Tender snowdrops begin to peek up through the frozen ground and witch hazel sparks to life. Lambs are wriggling to be freed from their mothers’ bellies and their udders begin to swell with milk.
It’s the goddess Brigid who greets us at the threshold of Imbolc, whispering promises of spring. She is the keeper of the eternal flame in the hearth, of poetry and smithcraft, and of fertility and the healing arts. It is Brigid who births ideas and dreams into fruition and transforms dormancy into emergence.
At Imbolc, the earth may still seem fallow and suspended in icy slumber, but there, underneath a cuticle of frost, is the timeless thrum that endures the turning of all seasons. It is the beating of an ancient, primal heart.
Traditionally, saucers of milk were left out for Brigid on the eve of Imbolc. This sweet, fatty, life-sustaining drink signified the promise of impending births as well as the first hint that the time of hunger and want was coming to an end. Cloaks, mantles, and blankets used for healing and comfort are set out overnight in hopes that she’d imbue them with her curative magic.

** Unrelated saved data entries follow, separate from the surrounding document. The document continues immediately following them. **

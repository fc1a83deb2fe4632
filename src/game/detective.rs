//! Players of the deduction game.
//!
//! The controller only talks to players through the `Detective` trait:
//! receive cards, guess, disprove, observe turns, accuse.

use tracing::warn;

use crate::core::{
    Card, CardSet, CardUniverse, Category, GameRng, Guess, PlayerId, PlayerMap, Response,
    TurnRecord,
};
use crate::counting::{MemoryCache, StateCache};
use crate::engine::Notebook;

/// A seat at the table.
///
/// ## Implementation Notes
///
/// - `make_guess`: should name one card per category
/// - `disprove`: must return a card that is both held and guessed, or
///   `None` if there is none
/// - `observe`: receives every turn; the shown card is only visible when
///   this detective was the guesser
/// - `accusation`: asked right after the detective's own turn
pub trait Detective {
    /// This detective's seat.
    fn seat(&self) -> PlayerId;

    /// A card dealt at setup.
    fn receive_card(&mut self, card: Card);

    /// Called once every card has been dealt.
    fn setup_complete(&mut self) {}

    /// Cards dealt to this detective.
    fn held_cards(&self) -> &CardSet;

    /// The guess for this turn.
    fn make_guess(&mut self, rng: &mut GameRng) -> Guess;

    /// Answer another player's guess.
    ///
    /// Default shows the first held card in suspect, weapon, room order.
    fn disprove(&self, guess: &Guess) -> Option<Card> {
        guess.cards().into_iter().find(|card| self.held_cards().contains(card))
    }

    /// Learn from a completed turn.
    fn observe(&mut self, record: &TurnRecord);

    /// The accusation to make now, if any.
    fn accusation(&mut self) -> Option<Guess>;
}

/// Pick one card per category, avoiding `excluded` where possible.
fn random_guess(universe: &CardUniverse, excluded: &CardSet, rng: &mut GameRng) -> Guess {
    let mut pick = |category: Category| -> Card {
        let open: Vec<Card> = universe
            .cards_in(category)
            .filter(|card| !excluded.contains(card))
            .collect();
        let pool = if open.is_empty() { universe.cards_in(category).collect() } else { open };
        // categories are never empty, so the pool is not either
        pool[rng.gen_range_usize(0..pool.len())]
    };
    let suspect = pick(Category::Suspect);
    let weapon = pick(Category::Weapon);
    let room = pick(Category::Room);
    Guess::new(suspect, weapon, room)
}

// =============================================================================
// RandomDetective
// =============================================================================

/// Guesses at random among cards it has neither been dealt nor been shown,
/// and accuses when nobody can disprove its guess.
#[derive(Clone, Debug)]
pub struct RandomDetective {
    seat: PlayerId,
    universe: CardUniverse,
    held: CardSet,
    seen: CardSet,
    accusation: Option<Guess>,
}

impl RandomDetective {
    /// Create a detective for `seat`.
    pub fn new(universe: CardUniverse, seat: PlayerId) -> Self {
        Self {
            seat,
            universe,
            held: CardSet::new(),
            seen: CardSet::new(),
            accusation: None,
        }
    }

    /// Cards other players have shown this detective.
    pub fn seen_cards(&self) -> &CardSet {
        &self.seen
    }
}

impl Detective for RandomDetective {
    fn seat(&self) -> PlayerId {
        self.seat
    }

    fn receive_card(&mut self, card: Card) {
        self.held.insert(card);
    }

    fn held_cards(&self) -> &CardSet {
        &self.held
    }

    fn make_guess(&mut self, rng: &mut GameRng) -> Guess {
        let excluded = self.held.clone().union(self.seen.clone());
        random_guess(&self.universe, &excluded, rng)
    }

    fn observe(&mut self, record: &TurnRecord) {
        if record.guesser != self.seat {
            return;
        }
        for &(_, response) in &record.responses {
            if let Response::Shown(card) = response {
                self.seen.insert(card);
            }
        }
        let holds_guessed = record.guess.cards().iter().any(|card| self.held.contains(card));
        if record.undisproved() && !holds_guessed {
            self.accusation = Some(record.guess);
        }
    }

    fn accusation(&mut self) -> Option<Guess> {
        self.accusation
    }
}

// =============================================================================
// ParticipantDetective
// =============================================================================

/// Guesses any card of each category at random and never accuses.
///
/// Fills a seat without competing for the win.
#[derive(Clone, Debug)]
pub struct ParticipantDetective {
    seat: PlayerId,
    universe: CardUniverse,
    held: CardSet,
}

impl ParticipantDetective {
    /// Create a detective for `seat`.
    pub fn new(universe: CardUniverse, seat: PlayerId) -> Self {
        Self {
            seat,
            universe,
            held: CardSet::new(),
        }
    }
}

impl Detective for ParticipantDetective {
    fn seat(&self) -> PlayerId {
        self.seat
    }

    fn receive_card(&mut self, card: Card) {
        self.held.insert(card);
    }

    fn held_cards(&self) -> &CardSet {
        &self.held
    }

    fn make_guess(&mut self, rng: &mut GameRng) -> Guess {
        random_guess(&self.universe, &CardSet::new(), rng)
    }

    fn observe(&mut self, _record: &TurnRecord) {}

    fn accusation(&mut self) -> Option<Guess> {
        None
    }
}

// =============================================================================
// FrequencyDetective
// =============================================================================

/// Keeps a per-card estimate of who holds it and guesses the cards most
/// likely to be in the envelope.
///
/// A card starts split evenly between every player and the envelope. Seeing
/// a card shown pins it to that player; seeing a player fail to disprove
/// drops that player and re-splits the card evenly over whoever is left.
/// Accuses when its own guess goes undisproved, or once every category has
/// a card that no player can hold.
#[derive(Clone, Debug)]
pub struct FrequencyDetective {
    seat: PlayerId,
    universe: CardUniverse,
    held: CardSet,
    holders: Vec<PlayerMap<f64>>,
    accusation: Option<Guess>,
}

impl FrequencyDetective {
    /// Create a detective for `seat` in a game of `player_count`.
    pub fn new(universe: CardUniverse, seat: PlayerId, player_count: usize) -> Self {
        let share = 1.0 / (player_count + 1) as f64;
        let holders = vec![PlayerMap::with_value(player_count, share); universe.len()];
        Self {
            seat,
            universe,
            held: CardSet::new(),
            holders,
            accusation: None,
        }
    }

    /// Estimated chance that `card` is in the envelope.
    #[must_use]
    pub fn envelope_odds(&self, card: Card) -> f64 {
        1.0 - self.holders[card.index()].as_slice().iter().sum::<f64>()
    }

    fn mark_holder(&mut self, player: PlayerId, card: Card) {
        for (seat, odds) in self.holders[card.index()].iter_mut() {
            *odds = if seat == player { 1.0 } else { 0.0 };
        }
    }

    fn mark_not_holder(&mut self, player: PlayerId, card: Card) {
        let holders = &mut self.holders[card.index()];
        holders[player] = 0.0;
        if holders.as_slice().iter().any(|&odds| odds >= 1.0) {
            return;
        }

        let open = holders.as_slice().iter().filter(|&&odds| odds > 0.0).count();
        let share = 1.0 / (open + 1) as f64;
        for (_, odds) in holders.iter_mut() {
            if *odds > 0.0 {
                *odds = share;
            }
        }
    }

    /// The category's card most likely to be in the envelope; the earliest
    /// card wins ties.
    fn likeliest(&self, category: Category) -> Option<(Card, f64)> {
        self.universe
            .cards_in(category)
            .map(|card| (card, self.envelope_odds(card)))
            .reduce(|best, next| if next.1 > best.1 { next } else { best })
    }

    fn likeliest_guess(&self) -> Option<(Guess, f64)> {
        let (suspect, s) = self.likeliest(Category::Suspect)?;
        let (weapon, w) = self.likeliest(Category::Weapon)?;
        let (room, r) = self.likeliest(Category::Room)?;
        Some((Guess::new(suspect, weapon, room), s.min(w).min(r)))
    }
}

impl Detective for FrequencyDetective {
    fn seat(&self) -> PlayerId {
        self.seat
    }

    fn receive_card(&mut self, card: Card) {
        self.held.insert(card);
        self.mark_holder(self.seat, card);
    }

    fn setup_complete(&mut self) {
        let others: Vec<Card> =
            self.universe.cards().filter(|card| !self.held.contains(card)).collect();
        for card in others {
            self.mark_not_holder(self.seat, card);
        }
    }

    fn held_cards(&self) -> &CardSet {
        &self.held
    }

    fn make_guess(&mut self, rng: &mut GameRng) -> Guess {
        match self.likeliest_guess() {
            Some((guess, _)) => guess,
            None => random_guess(&self.universe, &self.held, rng),
        }
    }

    fn observe(&mut self, record: &TurnRecord) {
        let holds_guessed = record.guess.cards().iter().any(|card| self.held.contains(card));
        if record.guesser == self.seat && record.undisproved() && !holds_guessed {
            self.accusation = Some(record.guess);
        }

        for &(player, response) in &record.responses {
            match response {
                Response::CouldNotDisprove => {
                    for card in record.guess.cards() {
                        self.mark_not_holder(player, card);
                    }
                }
                Response::Shown(card) => self.mark_holder(player, card),
                Response::Concealed => {}
            }
        }

        if self.accusation.is_none() {
            if let Some((guess, odds)) = self.likeliest_guess() {
                if odds >= 1.0 {
                    self.accusation = Some(guess);
                }
            }
        }
    }

    fn accusation(&mut self) -> Option<Guess> {
        self.accusation
    }
}

// =============================================================================
// DeductiveDetective
// =============================================================================

/// Guesses the most likely envelope and accuses once it is certain.
///
/// Keeps a `Notebook` of every turn. If a query fails (cancelled, or the
/// observations became contradictory) it logs a warning and falls back to
/// a random guess.
#[derive(Debug)]
pub struct DeductiveDetective<C: StateCache = MemoryCache> {
    seat: PlayerId,
    held: CardSet,
    notebook: Notebook<C>,
    accusation: Option<Guess>,
}

impl DeductiveDetective<MemoryCache> {
    /// Create a detective for `seat` in a game of `player_count`.
    pub fn new(universe: CardUniverse, seat: PlayerId, player_count: usize) -> Self {
        Self::with_notebook(Notebook::new(universe, seat, player_count))
    }
}

impl<C: StateCache> DeductiveDetective<C> {
    /// Create a detective around an existing notebook.
    pub fn with_notebook(notebook: Notebook<C>) -> Self {
        Self {
            seat: notebook.me(),
            held: CardSet::new(),
            notebook,
            accusation: None,
        }
    }

    /// The detective's deductions so far.
    pub fn notebook(&self) -> &Notebook<C> {
        &self.notebook
    }

    /// Mutable access to the notebook (e.g. to save its cache).
    pub fn notebook_mut(&mut self) -> &mut Notebook<C> {
        &mut self.notebook
    }
}

impl<C: StateCache> Detective for DeductiveDetective<C> {
    fn seat(&self) -> PlayerId {
        self.seat
    }

    fn receive_card(&mut self, card: Card) {
        self.held.insert(card);
        self.notebook.dealt(card);
    }

    fn held_cards(&self) -> &CardSet {
        &self.held
    }

    fn make_guess(&mut self, rng: &mut GameRng) -> Guess {
        match self.notebook.best_guess() {
            Ok(guess) => guess,
            Err(err) => {
                warn!(seat = %self.seat, error = %err, "deduction failed, guessing at random");
                random_guess(self.notebook.universe(), &self.held, rng)
            }
        }
    }

    fn observe(&mut self, record: &TurnRecord) {
        self.notebook.observe_turn(record);
        if record.guesser != self.seat {
            return;
        }
        match self.notebook.ready_to_accuse() {
            Ok(accusation) => self.accusation = accusation,
            Err(err) => warn!(seat = %self.seat, error = %err, "could not check for an accusation"),
        }
    }

    fn accusation(&mut self) -> Option<Guess> {
        self.accusation
    }
}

Brigid's crosses are made from rushes and hung in thresholds and also placed under marriage beds for protection and to promote fertility and safe delivery of babies. These crosses also symbolize the return of the sun and warmth in noticeably longer days. Corn dollies are dressed up in effigy of Brigid and taken door to door to be blessed with small tokens of appreciation.
She is also given a small bed on the hearth, and butter churns were dressed as the goddess in gratitude for the milk that began to flow. There are also many holy wells in Ireland dedicated to Brigid, where people go to seek healing in the waters. The wells themselves are seen as portals to the Otherworld; sacred places where we have access to the magic and the medicine of the Good Folk.
In this moment, we are precariously situated on a threshold between two paradigms; one that is in the final throes of an acrid demise, and one that is just being dreamt into being- a tender green shoot, newly emergent.
So, we gather. We gather and tend and share the medicine of story as a way to map the path forward. As we witness the medicine in the tellings of these stories, songs, and poems, may the spirit of Brigid quicken them in your belly.
May her skilled and knowing hands guide them gently from the womb out into the light. May she open a wellspring of wonder in you that flows from lands long forgotten. May you warm your bones by the hearth of these stories, and may they spark a deep remembering in you that cannot be extinguished.